Thursday, March 09, 2006

Populism Overload

Fire of Liberty

Jonah Goldberg has a great column in today's LA Times about how the current turn towards protectionistic populism with regards to issues like free trade and the most recent dust-up of Dubai Ports World will result in a devastating decline in our economic fortunes rather than enhancing it. Take a look:
Liberals are naturally sympathetic to socialistic arguments, conservatives to nationalistic ones. But to everyone's benefit these two outlooks have been quarantined in different parties. Conservatives have been culturally nationalistic but economically liberal (in the classical sense). Liberals have been economically nationalistic — on healthcare, regulation, taxes, unions — but culturally liberal. Although it's been quite painful for them, this cultural liberalism has kept the Democratic Party in favor of free trade and immigration. Protectionism hurts foreigners and poor Americans, after all.

Indeed, to be fair, the Democratic Party has been heroic in bucking its base — the economically nationalistic labor movement — on free trade. FDR, Truman and Kennedy were all consummate economic nationalists. Free trade was tactically in their interests for a long time because it dovetailed with labor's interest. When the United States stopped being the manufacturer to the world, the Democratic Party struggled — not always successfully — to stay pro-trade on principle, even at the cost of votes. Meanwhile, the GOP has had the opposite challenge: to stay pro-free trade even as its ranks swell with working-class voters enamored with their paychecks, not Adam Smith.

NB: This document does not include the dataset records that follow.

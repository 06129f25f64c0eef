//! The `Model` trait and the dynamic `Record` representation.
//!
//! Typed entities implement [`Model`]; the repository and the backends move
//! them around as [`Record`]s, a validated `(model, id, attributes)` triple.
//! Conversion in either direction goes through the model schema, so invalid
//! attribute values are rejected before they ever reach storage.

use std::collections::BTreeMap;
use std::hash::{Hash, Hasher};
use std::sync::Arc;

use serde::de::DeserializeOwned;
use serde::Serialize;

use crate::error::{BackendError, MergeError, RepositoryResult};
use crate::model::id::EntityId;
use crate::model::schema::Schema;
use crate::model::value::AttributeValue;

/// Attribute name under which the identity travels in serialized form.
pub const ID_ATTRIBUTE: &str = "id_";

/// A typed, identity-bearing domain record.
///
/// Implementors are plain `serde` structs with an `id_: EntityId` field and a
/// declared [`Schema`]. The schema is the single source of truth for the
/// attribute names and kinds every backend sees.
pub trait Model: Serialize + DeserializeOwned + Clone + Send + 'static {
    /// The discriminator identifying this model across backends.
    ///
    /// By convention the lowercase type name; it names the relational table
    /// and the document discriminator value.
    const MODEL_NAME: &'static str;

    /// Builds the schema descriptor for this model.
    fn schema() -> Schema;

    /// The entity's identity.
    fn id(&self) -> EntityId;

    /// Replaces the entity's identity (used by auto-increment assignment).
    fn set_id(&mut self, id: EntityId);

    /// Identity equality: same model, same id.
    ///
    /// Fails closed across models by construction, since both sides share
    /// this type.
    fn same_entity(&self, other: &Self) -> bool {
        self.id() == other.id()
    }

    /// Merges `source` into `self`, returning the merged entity.
    ///
    /// Attributes listed in the schema's merge-skip set keep their value from
    /// `self`; everything else is overwritten by `source`. Fails with
    /// [`MergeError`] when the identities (or the designated merge key)
    /// differ.
    fn merge(&self, source: &Self) -> RepositoryResult<Self> {
        let target = Record::from_model(self)?;
        let source = Record::from_model(source)?;
        target.merge(&source)?.into_model()
    }
}

/// The dynamic form of an entity: what backends store and filter.
#[derive(Debug, Clone)]
pub struct Record {
    schema: Arc<Schema>,
    id: EntityId,
    attributes: BTreeMap<String, AttributeValue>,
}

impl Record {
    /// Builds a record from raw parts, validating against the schema.
    pub fn new(
        schema: Arc<Schema>,
        id: EntityId,
        attributes: BTreeMap<String, AttributeValue>,
    ) -> RepositoryResult<Self> {
        schema.validate(&attributes)?;
        Ok(Self {
            schema,
            id,
            attributes,
        })
    }

    /// Converts a typed entity into a record.
    pub fn from_model<M: Model>(entity: &M) -> RepositoryResult<Self> {
        let value = serde_json::to_value(entity).map_err(|e| BackendError::Serialization {
            backend: "model",
            message: e.to_string(),
        })?;
        let Some(mut object) = value.as_object().cloned() else {
            return Err(BackendError::Serialization {
                backend: "model",
                message: format!("model {} did not serialize to an object", M::MODEL_NAME),
            }
            .into());
        };
        object.remove(ID_ATTRIBUTE);
        Self::from_json(Arc::new(M::schema()), entity.id(), &object)
    }

    /// Builds a record from a stored JSON object (without the id attribute).
    pub fn from_json(
        schema: Arc<Schema>,
        id: EntityId,
        object: &serde_json::Map<String, serde_json::Value>,
    ) -> RepositoryResult<Self> {
        let attributes = schema.decode_attributes(object)?;
        Ok(Self {
            schema,
            id,
            attributes,
        })
    }

    /// Materializes the record into a typed entity.
    pub fn into_model<M: Model>(&self) -> RepositoryResult<M> {
        let mut object = self.to_json_object();
        let id = serde_json::to_value(&self.id).map_err(|e| BackendError::Serialization {
            backend: "model",
            message: e.to_string(),
        })?;
        object.insert(ID_ATTRIBUTE.to_string(), id);
        serde_json::from_value(serde_json::Value::Object(object)).map_err(|e| {
            BackendError::Serialization {
                backend: "model",
                message: format!("cannot materialize {}: {}", self.model_name(), e),
            }
            .into()
        })
    }

    /// The record's attributes as a JSON object, without the id.
    pub fn to_json_object(&self) -> serde_json::Map<String, serde_json::Value> {
        self.attributes
            .iter()
            .map(|(name, value)| (name.clone(), value.to_json()))
            .collect()
    }

    /// The discriminator of this record's model.
    pub fn model_name(&self) -> &str {
        self.schema.model_name()
    }

    /// The record's schema.
    pub fn schema(&self) -> &Arc<Schema> {
        &self.schema
    }

    /// The record's identity.
    pub fn id(&self) -> &EntityId {
        &self.id
    }

    /// Replaces the record's identity.
    pub fn set_id(&mut self, id: EntityId) {
        self.id = id;
    }

    /// All attributes in name order.
    pub fn attributes(&self) -> &BTreeMap<String, AttributeValue> {
        &self.attributes
    }

    /// Looks up a single attribute value; the id is addressable as `id_`.
    pub fn get(&self, attribute: &str) -> Option<AttributeValue> {
        if attribute == ID_ATTRIBUTE {
            return Some(match &self.id {
                EntityId::Int(n) => AttributeValue::Int(*n),
                EntityId::Str(s) => AttributeValue::Str(s.clone()),
            });
        }
        self.attributes.get(attribute).cloned()
    }

    /// Merges `source` into this record.
    ///
    /// Both records must share the model and the identity; when the schema
    /// designates a merge key, the key values must match instead of the ids.
    /// Merge-skip attributes keep their target value, all others are taken
    /// from `source`.
    pub fn merge(&self, source: &Record) -> Result<Record, MergeError> {
        if self.model_name() != source.model_name() {
            return Err(MergeError::ModelMismatch {
                target: self.model_name().to_string(),
                incoming: source.model_name().to_string(),
            });
        }

        match self.schema.merge_key() {
            Some(key) => {
                let target_key = self.get(key).unwrap_or(AttributeValue::Null);
                let source_key = source.get(key).unwrap_or(AttributeValue::Null);
                if target_key != source_key {
                    return Err(MergeError::IdentityMismatch {
                        model: self.model_name().to_string(),
                        attribute: key.to_string(),
                        target: target_key.to_string(),
                        incoming: source_key.to_string(),
                    });
                }
            }
            None => {
                if self.id != source.id {
                    return Err(MergeError::IdentityMismatch {
                        model: self.model_name().to_string(),
                        attribute: ID_ATTRIBUTE.to_string(),
                        target: self.id.to_string(),
                        incoming: source.id.to_string(),
                    });
                }
            }
        }

        let mut merged = self.clone();
        for (name, value) in &source.attributes {
            if !self.schema.skips_on_merge(name) {
                merged.attributes.insert(name.clone(), value.clone());
            }
        }
        Ok(merged)
    }
}

/// Identity equality: same model name and same id.
impl PartialEq for Record {
    fn eq(&self, other: &Self) -> bool {
        self.model_name() == other.model_name() && self.id == other.id
    }
}

impl Eq for Record {}

impl Hash for Record {
    fn hash<H: Hasher>(&self, state: &mut H) {
        self.model_name().hash(state);
        self.id.hash(state);
    }
}

#[cfg(test)]
mod tests {
    use serde::Deserialize;

    use super::*;
    use crate::error::RepositoryError;
    use crate::model::schema::FieldKind;

    #[derive(Debug, Clone, PartialEq, Serialize, Deserialize)]
    struct Author {
        id_: EntityId,
        name: String,
        country: Option<String>,
        rating: i64,
    }

    impl Model for Author {
        const MODEL_NAME: &'static str = "author";

        fn schema() -> Schema {
            Schema::builder("author")
                .field("name", FieldKind::Str)
                .optional_field("country", FieldKind::Str)
                .field("rating", FieldKind::Int)
                .skip_on_merge("rating")
                .build()
        }

        fn id(&self) -> EntityId {
            self.id_.clone()
        }

        fn set_id(&mut self, id: EntityId) {
            self.id_ = id;
        }
    }

    fn jane() -> Author {
        Author {
            id_: EntityId::Int(1),
            name: "Jane".to_string(),
            country: Some("UK".to_string()),
            rating: 5,
        }
    }

    #[test]
    fn test_round_trip_through_record() {
        let author = jane();
        let record = Record::from_model(&author).unwrap();
        assert_eq!(record.model_name(), "author");
        assert_eq!(record.id(), &EntityId::Int(1));
        assert_eq!(record.get("name"), Some(AttributeValue::Str("Jane".into())));

        let back: Author = record.into_model().unwrap();
        assert_eq!(back, author);
    }

    #[test]
    fn test_identity_equality_ignores_attributes() {
        let a = Record::from_model(&jane()).unwrap();
        let mut other = jane();
        other.name = "Janet".to_string();
        let b = Record::from_model(&other).unwrap();
        assert_eq!(a, b);
    }

    #[test]
    fn test_merge_overwrites_all_but_skipped_attributes() {
        let stored = jane();
        let update = Author {
            id_: EntityId::Int(1),
            name: "Jane Doe".to_string(),
            country: None,
            rating: 1,
        };

        let merged = stored.merge(&update).unwrap();
        assert_eq!(merged.name, "Jane Doe");
        assert_eq!(merged.country, None);
        // rating is in the merge-skip set, the stored value wins.
        assert_eq!(merged.rating, 5);
    }

    #[test]
    fn test_merge_rejects_different_identities() {
        let mut other = jane();
        other.id_ = EntityId::Int(2);

        let error = jane().merge(&other).unwrap_err();
        assert!(matches!(
            error,
            RepositoryError::Merge(MergeError::IdentityMismatch { .. })
        ));
    }

    #[test]
    fn test_merge_by_designated_key() {
        let schema = Arc::new(
            Schema::builder("account")
                .field("email", FieldKind::Str)
                .field("plan", FieldKind::Str)
                .merge_key("email")
                .build(),
        );
        let mut target_attributes = BTreeMap::new();
        target_attributes.insert("email".to_string(), AttributeValue::Str("a@b.c".into()));
        target_attributes.insert("plan".to_string(), AttributeValue::Str("free".into()));
        let target =
            Record::new(schema.clone(), EntityId::Int(1), target_attributes).unwrap();

        let mut source_attributes = BTreeMap::new();
        source_attributes.insert("email".to_string(), AttributeValue::Str("a@b.c".into()));
        source_attributes.insert("plan".to_string(), AttributeValue::Str("pro".into()));
        // Different ids: the merge key decides, not the id.
        let source = Record::new(schema, EntityId::Int(9), source_attributes).unwrap();

        let merged = target.merge(&source).unwrap();
        assert_eq!(merged.get("plan"), Some(AttributeValue::Str("pro".into())));
    }

    #[test]
    fn test_record_validates_on_construction() {
        let schema = Arc::new(Schema::builder("author").field("name", FieldKind::Str).build());
        let error = Record::new(schema, EntityId::Int(1), BTreeMap::new()).unwrap_err();
        assert!(matches!(error, RepositoryError::Validation(_)));
    }
}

Now, a win-at-all-costs Democratic Party has realized that this is the perfect moment for it to re-brand all of its economic ideas in the language of patriotism. Many Republicans are determined to fight the Democrats for this turf. So they too are bending their economic policies to fit their cultural conservatism.
I for one hope that the Republicans would read some economics books or at least follow the economics of Ronald Reagan and get away from the rabble-rousing "beat the Democrats to the punch" nonsense that they're currently partaking in. But the politicians love their polls and prefer getting re-elected than standing on the principles they were originally elected on.